use async_trait::async_trait;
use serde::{Deserialize, Serialize};
use serde_json::Value;
use thiserror::Error;

use crate::state::PipelineState;

/// Static description of a stage.
#[derive(Debug, Clone, PartialEq, Eq, Serialize, Deserialize)]
pub struct StageDescriptor {
    pub name: String,
    pub description: String,
    /// A failed critical stage stops the run.
    pub critical: bool,
    /// Stages whose results this stage consumes, in declaration order.
    pub dependencies: Vec<String>,
}

impl StageDescriptor {
    /// A critical stage with no dependencies.
    pub fn new(name: impl Into<String>, description: impl Into<String>) -> Self {
        Self {
            name: name.into(),
            description: description.into(),
            critical: true,
            dependencies: Vec::new(),
        }
    }

    #[must_use]
    pub fn non_critical(mut self) -> Self {
        self.critical = false;
        self
    }

    /// Append dependencies, ignoring names already declared.
    #[must_use]
    pub fn depends_on<I, S>(mut self, stages: I) -> Self
    where
        I: IntoIterator<Item = S>,
        S: Into<String>,
    {
        for stage in stages {
            let stage = stage.into();
            if !self.dependencies.contains(&stage) {
                self.dependencies.push(stage);
            }
        }
        self
    }
}

/// What a successful stage hands back to the orchestrator.
#[derive(Debug, Clone, PartialEq, Default)]
pub struct StageOutput {
    /// Opaque payload stored under the stage's name.
    pub payload: Value,
    /// Advisory messages appended to the state's warnings.
    pub warnings: Vec<String>,
}

impl StageOutput {
    pub fn new(payload: Value) -> Self {
        Self {
            payload,
            warnings: Vec::new(),
        }
    }

    #[must_use]
    pub fn with_warning(mut self, warning: impl Into<String>) -> Self {
        self.warnings.push(warning.into());
        self
    }
}

/// Recoverable stage failure. Recorded in the state, never raised from a run.
#[derive(Error, Debug, Clone, PartialEq, Eq)]
pub enum StageError {
    #[error("{0}")]
    Failed(String),

    #[error("required result from stage '{stage}' is missing")]
    MissingInput { stage: String },

    #[error("analyzer command failed: {0}")]
    Command(String),

    #[error("stage timed out after {seconds}s")]
    Timeout { seconds: u64 },

    #[error("invalid stage output: {0}")]
    InvalidOutput(String),

    #[error("stage panicked: {0}")]
    Panicked(String),
}

impl StageError {
    pub fn failed(message: impl Into<String>) -> Self {
        Self::Failed(message.into())
    }
}

/// A named unit of pipeline work.
///
/// Stages read the shared state (typically upstream results) and report
/// their outcome through the return value; the orchestrator is the only
/// writer of the state.
#[async_trait]
pub trait Stage: Send + Sync {
    fn descriptor(&self) -> &StageDescriptor;

    async fn execute(&self, state: &PipelineState) -> Result<StageOutput, StageError>;

    fn name(&self) -> &str {
        &self.descriptor().name
    }
}

#[cfg(test)]
mod tests {
    use super::*;
    use crate::state::RunOptions;
    use serde_json::json;

    struct Upper {
        descriptor: StageDescriptor,
    }

    #[async_trait]
    impl Stage for Upper {
        fn descriptor(&self) -> &StageDescriptor {
            &self.descriptor
        }

        async fn execute(&self, state: &PipelineState) -> Result<StageOutput, StageError> {
            let upstream = state.result("extract").ok_or_else(|| StageError::MissingInput {
                stage: "extract".to_string(),
            })?;
            let text = upstream
                .as_str()
                .ok_or_else(|| StageError::InvalidOutput("expected a string".to_string()))?;
            Ok(StageOutput::new(json!(text.to_uppercase())).with_warning("shouting"))
        }
    }

    #[test]
    fn test_descriptor_builder() {
        let descriptor = StageDescriptor::new("auth", "Security analysis")
            .non_critical()
            .depends_on(["extract", "extract", "domain"]);
        assert!(!descriptor.critical);
        assert_eq!(descriptor.dependencies, vec!["extract", "domain"]);
        assert!(StageDescriptor::new("x", "").critical);
    }

    #[tokio::test]
    async fn test_stage_reads_upstream_result() {
        let stage = Upper {
            descriptor: StageDescriptor::new("upper", "").depends_on(["extract"]),
        };
        let mut state = PipelineState::new("doc.pdf", RunOptions::default()).unwrap();
        state.initialize_stages(["extract", "upper"]);

        let err = stage.execute(&state).await.unwrap_err();
        assert_eq!(
            err.to_string(),
            "required result from stage 'extract' is missing"
        );

        state.mark_running("extract").unwrap();
        state.mark_completed("extract", json!("hello")).unwrap();
        let output = stage.execute(&state).await.unwrap();
        assert_eq!(output.payload, json!("HELLO"));
        assert_eq!(output.warnings, vec!["shouting".to_string()]);
        assert_eq!(stage.name(), "upper");
    }
}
⁂
Filter the listing for the word "push" and copy each line that has it.

                self.dependencies.push(stage);
        self.warnings.push(warning.into());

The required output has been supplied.